With his win in 1984, John Henry became the first $5 million-winning horse. Not bad for a horse that sold as a yearling for $1,100.
But then tragedy struck just 25 days before the 1985 Arlington Million. A fire began on July 31 and when it was finally struck, nothing was left of the track. Of course, the Arlington Million would be canceled.
But don't say that to Duchossois. The Arlington Park chairman insisted the race would be held.
True to his word, Duchossois and the entire Arlington team pulled together what is now known as the "Arlington Miracle." All the debris was hauled away, and tents and portable grandstands and bleachers took its place. Teleprompter won the race before 35,651 fans.
For the next two years the Arlington Million was run in front of these portable stands until construction began on what is the current Arlington Park. That's when the only mare to win the Million came through as Estrapade bettered the field by 5 lengths, currently the largest margin of victory.
When that construction began, the Million was moved in 1988 to Woodbine in Toronto. Mill Native won the race and posted the highest odds of any Million winner at nearly 41-1.
When the new Arlington Park was completed, the race returned to the Northwest suburbs in 1989. There Steinlen won the event, heralding a new beginning of racing in the Midwest.
There have been many memorable and some forgettable wins since then.
Pat Day, who was an Arlington favorite, won his first Million in nine attempts with Paradise Creek in 1994.
Another Chicago favorite, The Pizza Man, delivered a great win in 2015. The only Illinois-bred horse to win the Million, The Pizza Man came through and "Chicago is about to erupt," according to track announcer John G. Dooley.
There were three disqualifications where the stewards moved the second-place finisher to the winner's circle due to interference.
In a controversial decision, Sulamani was awarded the win in 2003 after it was determined that Storming Home interfered with two other horses after getting spooked near the finish line. In a bizarre finish, Storming Home jockey Gary Stevens was knocked off the horse at the finish line. Stevens was taken to Northwest Community Hospital with a collapsed lung.
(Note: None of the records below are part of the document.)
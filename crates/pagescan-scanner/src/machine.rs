// SPDX-License-Identifier: PMPL-1.0-or-later
// Copyright (c) 2026 Jonathan D.A. Jewell (hyperpolymath) <jonathan.jewell@open.ac.uk>
//
// Scanner state machine — Setup → Camera → Cropper → Result → Setup.
//
// The machine owns every component and is the only place that moves between
// stages. Each transition advances the generation counter, so work started
// in one stage (a detection tick, a normalization) can tell on completion
// whether its result still applies. The camera stream is open only in the
// Camera stage.

use std::sync::Arc;

use image::RgbaImage;
use pagescan_bridge::{MediaCapture, VideoStream};
use pagescan_core::error::{Result, ScanError};
use pagescan_core::{
    DeviceId, DeviceInfo, FilterMode, PageId, Quad, Rotation, RotationStep, ScannerConfig,
    ScannerStage,
};
use pagescan_document::{DocumentEncoder, EdgeDetector, NormalizationEngine, PdfWriter};
use tracing::{debug, info, instrument, warn};

use crate::assembler::{ScanDocument, ScanSession, ScannedPage, finalize};
use crate::camera::{CameraController, CameraRequest};
use crate::capture::CaptureChain;
use crate::cropper::{CropEditor, CropEvent};
use crate::detection::{DetectionJob, DetectionLoop, TickOutcome};
use crate::generation::{Generation, GenerationToken};
use crate::retry::RetryConfig;
use crate::review::ResultReview;

// -- Deferred work ------------------------------------------------------------

/// A detection tick taken out of the machine to run elsewhere.
pub struct PendingDetection {
    job: DetectionJob,
    token: GenerationToken,
}

impl PendingDetection {
    pub fn token(&self) -> &GenerationToken {
        &self.token
    }

    pub fn run(self) -> (GenerationToken, Option<Quad>) {
        (self.token, self.job.run())
    }
}

/// Crop confirmation taken out of the machine to run elsewhere.
pub struct PendingReview {
    engine: NormalizationEngine,
    image: Arc<RgbaImage>,
    quad: Quad,
    token: GenerationToken,
}

impl PendingReview {
    pub fn token(&self) -> &GenerationToken {
        &self.token
    }

    pub fn run(self) -> (GenerationToken, ResultReview) {
        let review = ResultReview::open(&self.engine, self.image, self.quad);
        (self.token, review)
    }
}

/// Which transition a camera acquisition completes.
#[derive(Debug, Clone, Copy, PartialEq, Eq)]
enum CameraAction {
    /// Setup → Camera.
    Start,
    /// Cropper → Camera.
    Reopen,
    /// Camera → Camera on the next device.
    Switch,
}

impl CameraAction {
    fn from_stage(self) -> ScannerStage {
        match self {
            Self::Start => ScannerStage::Setup,
            Self::Reopen => ScannerStage::Cropper,
            Self::Switch => ScannerStage::Camera,
        }
    }
}

/// A camera acquisition taken out of the machine so busy-device retries
/// happen without holding it.
pub struct PendingCamera {
    request: CameraRequest,
    action: CameraAction,
    token: GenerationToken,
}

impl PendingCamera {
    pub fn device(&self) -> &DeviceId {
        self.request.device()
    }

    pub fn run_blocking(self) -> OpenedCamera {
        let stream = self.request.acquire_blocking();
        self.opened(stream)
    }

    pub async fn run(self) -> OpenedCamera {
        let stream = self.request.acquire().await;
        self.opened(stream)
    }

    fn opened(self, stream: Result<Box<dyn VideoStream>>) -> OpenedCamera {
        OpenedCamera {
            request: self.request,
            action: self.action,
            token: self.token,
            stream,
        }
    }
}

/// Outcome of a [`PendingCamera`], handed back to [`Scanner::finish_camera`].
pub struct OpenedCamera {
    request: CameraRequest,
    action: CameraAction,
    token: GenerationToken,
    stream: Result<Box<dyn VideoStream>>,
}

// -- Scanner ------------------------------------------------------------------

pub struct Scanner {
    config: ScannerConfig,
    camera: CameraController,
    capture_chain: CaptureChain,
    detection: DetectionLoop,
    engine: NormalizationEngine,
    generation: Generation,
    stage: ScannerStage,
    cropper: CropEditor,
    review: Option<ResultReview>,
    session: ScanSession,
}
He was back riding nearly three weeks later.
Kicken Kris was moved up to win in 2004. Powerscourt, which had crossed the line first, was later moved to fourth by the stewards. Powerscourt returned to glory the next year and this time won the race in 2005 without an objection.
It was the 2013 race that many may remember. Or do they?
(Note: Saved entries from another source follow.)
// SPDX-License-Identifier: PMPL-1.0-or-later
// Copyright (c) 2026 Jonathan D.A. Jewell (hyperpolymath) <jonathan.jewell@open.ac.uk>
//
// Pagescan — Platform media-capture abstractions.
//
// The camera controller talks to cameras only through `MediaCapture` and
// `VideoStream`. Hosts without a native backend get the stub; tests and the
// CLI feed recorded frames through the replay backend.

pub mod replay;
pub mod stub;
pub mod traits;

use std::sync::Arc;

pub use replay::{ReplayCapture, ReplayDevice, ReplayStats};
pub use stub::StubCapture;
pub use traits::{MediaCapture, VideoStream};

/// The media-capture implementation for the current host.
///
/// No native camera backend is bundled, so this is always the stub.
pub fn platform_media_capture() -> Arc<dyn MediaCapture> {
    Arc::new(stub::StubCapture)
}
The race was carried live on WGN. But the post time ran a bit late, and when WGN switched to a White Sox telecast, The Apache was the apparent winner. But with shades of the "Heidi Bowl," after an objection, The Apache's win was taken down and given to Real Solution.
There have also been some disappointments along the Million journey.
After Marlin won in 1997, the race was not run for the next two years thanks to a dispute between Arlington ownership and the Illinois Racing Commission. When racing returned in 2000, the Million was, for that year alone, worth $2 million. Chester House won the race by four lengths, squeezing through on the rail.
After Bricks and Mortar won in 2019, with the shortest odds ever to win the Arlington Million, the race was put on hold last year due to COVID.
Now in 2021, with the track closing in just a few weeks, the Million will now be the Mister D. Stakes and the purse will be $600,000. It is scheduled to run on August 14th.
Will this signal an end to the Arlington Million?
"We do have the option of moving all our stakes races and our graded stakes races to some of the other Churchill Downs' tracks," Petrillo said. "Churchill Downs is expanding its turf course, so that gives them ideal location for some of these Grade 1 races. So that would be nice to keep the quality of these Grade 1s."
Petrillo said he would like nothing better than to keep the Arlington Million in the Chicago area.
"That's ideal," Petrillo said. "That's the best of all worlds."